UNICEF Pacific reports that due to the ‘complexities and challenges of researching and
collecting quantitative information in [the Pacific], the data on the existence and prevalence
of sexual abuse and sexual exploitation of children are largely quantitative’ (2006:xi).
‘[O]f the 35 cases of child sexual abuse reported to the Police Sexual Offences Unit in 2000,
33 were committed by a trusted family member’ (Save the Children 2005:28–9). Empirical
MARCH 2016 CHILD SEXUAL ABUSE IN FIJI 327
research on CSA by the Fiji Women’s Crisis Centre suggests that the largest group of
offenders responsible for 45.1 per cent of all incidents were male family members who were
not fathers or stepfathers (Fiji Women’s Crisis Centre 2013). CSA occurring within a
matangali and mbito is seen by the community and victims as commensurate with abuse
conducted by a consanguinal offender. The contemporary Western-based legal system in Fiji
does not recognise these offences as comparable to incest. Furthermore, as CSA has the
potential to disrupt familial bonds within the entire clan, there is an acute risk of secondary
victimisation and victim blaming within Indigenous Fijian communities. Both the statistics
and cultural practices suggest that pseudo-parental authority (not adequately addressed by
current criminal legislation) facilitates CSA.
Many static risk factors for CSA, such as alcohol, become dynamic when placed in an
iTaukei context. As outlined above, kava, although not alcoholic, causes intoxication, acts as
a sedative and limits mobility (Tomlinson 2004:657–8; Lester 1941:98). Culturally, kava
facilitates, justifies and excuses CSA through the creation of abuse-supportive myths.
Although the mythological origin of kava can differ between villages and South Pacific
nations, in many instances these stories emphasise violent sexual behaviour and aggressive
masculinity.
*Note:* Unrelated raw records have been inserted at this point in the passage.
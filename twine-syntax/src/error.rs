// This file is part of twine, an embeddable command-oriented scripting
// language interpreter.
// Copyright (C) 2026 The Twine Authors
//
// This program is free software: you can redistribute it and/or modify
// it under the terms of the GNU General Public License as published by
// the Free Software Foundation, either version 3 of the License, or
// (at your option) any later version.
//
// This program is distributed in the hope that it will be useful,
// but WITHOUT ANY WARRANTY; without even the implied warranty of
// MERCHANTABILITY or FITNESS FOR A PARTICULAR PURPOSE.  See the
// GNU General Public License for more details.
//
// You should have received a copy of the GNU General Public License
// along with this program.  If not, see <https://www.gnu.org/licenses/>.

//! Parse failures.

use std::fmt;
use thiserror::Error;

/// What the parser actually found at the point of failure.
#[derive(Clone, Copy, Debug, Eq, PartialEq)]
pub enum Found {
    Char(char),
    Eof,
}

impl fmt::Display for Found {
    fn fmt(&self, f: &mut fmt::Formatter<'_>) -> fmt::Result {
        match self {
            Found::Char(c) => write!(f, "'{c}'"),
            Found::Eof => write!(f, "EOF"),
        }
    }
}

/// A syntax error raised while parsing source text.
///
/// Every parser entry point (`parse_commands`, `parse_list`) unwinds to one
/// of these; there is no partial result on failure.
#[derive(Clone, Debug, Eq, Error, PartialEq)]
pub enum ParseError {
    #[error("Expected {expected}, got {found}")]
    Expected {
        expected: &'static str,
        found: Found,
    },
    #[error("unclosed block")]
    UnclosedBlock,
    #[error("unclosed quote")]
    UnclosedQuote,
    #[error("unexpected EOF")]
    UnexpectedEof,
    #[error("empty literal")]
    EmptyLiteral,
    #[error("empty variable name")]
    EmptyVariableName,
    #[error("garbage after block: {0}")]
    GarbageAfterBlock(char),
}

impl ParseError {
    pub(crate) fn expected(expected: &'static str, found: Found) -> Self {
        ParseError::Expected { expected, found }
    }
}

pub type Result<T> = std::result::Result<T, ParseError>;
One example of this is in a fable where men wanted kava (a woman) to join them
at the ceremonial grounds. Against her wishes she was forced to join them and the men then
had sex with kava who remained at ceremonial grounds indefinitely after being too ashamed
to return to the village (Kristiansen 2009:239–40). Anthropological studies report that men
excessively consume kava in Fiji to ‘heighten their experience of the wild’ (Abramson
1995:205). They also indicate that those who cannot find a sexual partner ‘will report to the
cows of Serea’ (Abramson 1995:205) — the term used for a promiscuous woman who is
perceived as having lost her soul and is considered an animal (Abramson 1995:201). These
stories amalgamate kava and its associated ceremonies with sexually aggressive belief
structures and violent acts of masculinity, which foster abuse-supportive mindsets that lead to
CSA. Additionally, intoxication by kava preserves its consumer’s cognitive abilities, and
offenders who commit CSA under the influence of kava maintain sufficient mens rea to be
held culpable for the offence.
This cultural mythos is also seen within other South Pacific practices. Sexual contact and
marriage between kin was historically a privilege given to authority figures, and may still be
perceived by some as a cultural right (Whitman Newell 1950:45). These privileges were
transposed into each household of the villagers. Although fathers were not allowed to engage
in intrafamilial sexual activity with daughters, this was not considered as serious as suvasora
(incest) with other family members (for example, sexual activity between siblings or between
mother and son). Father-daughter sexual activity carried no severe penalty if the victimisation
remained out of public knowledge (Malinowski 1957:447–8). This abuse was linked to the
masculine and patriarchal authority of village and household leaders, and sibling relationships
were considered a more serious violation of sexual taboos (Malinowski 1957:447–8).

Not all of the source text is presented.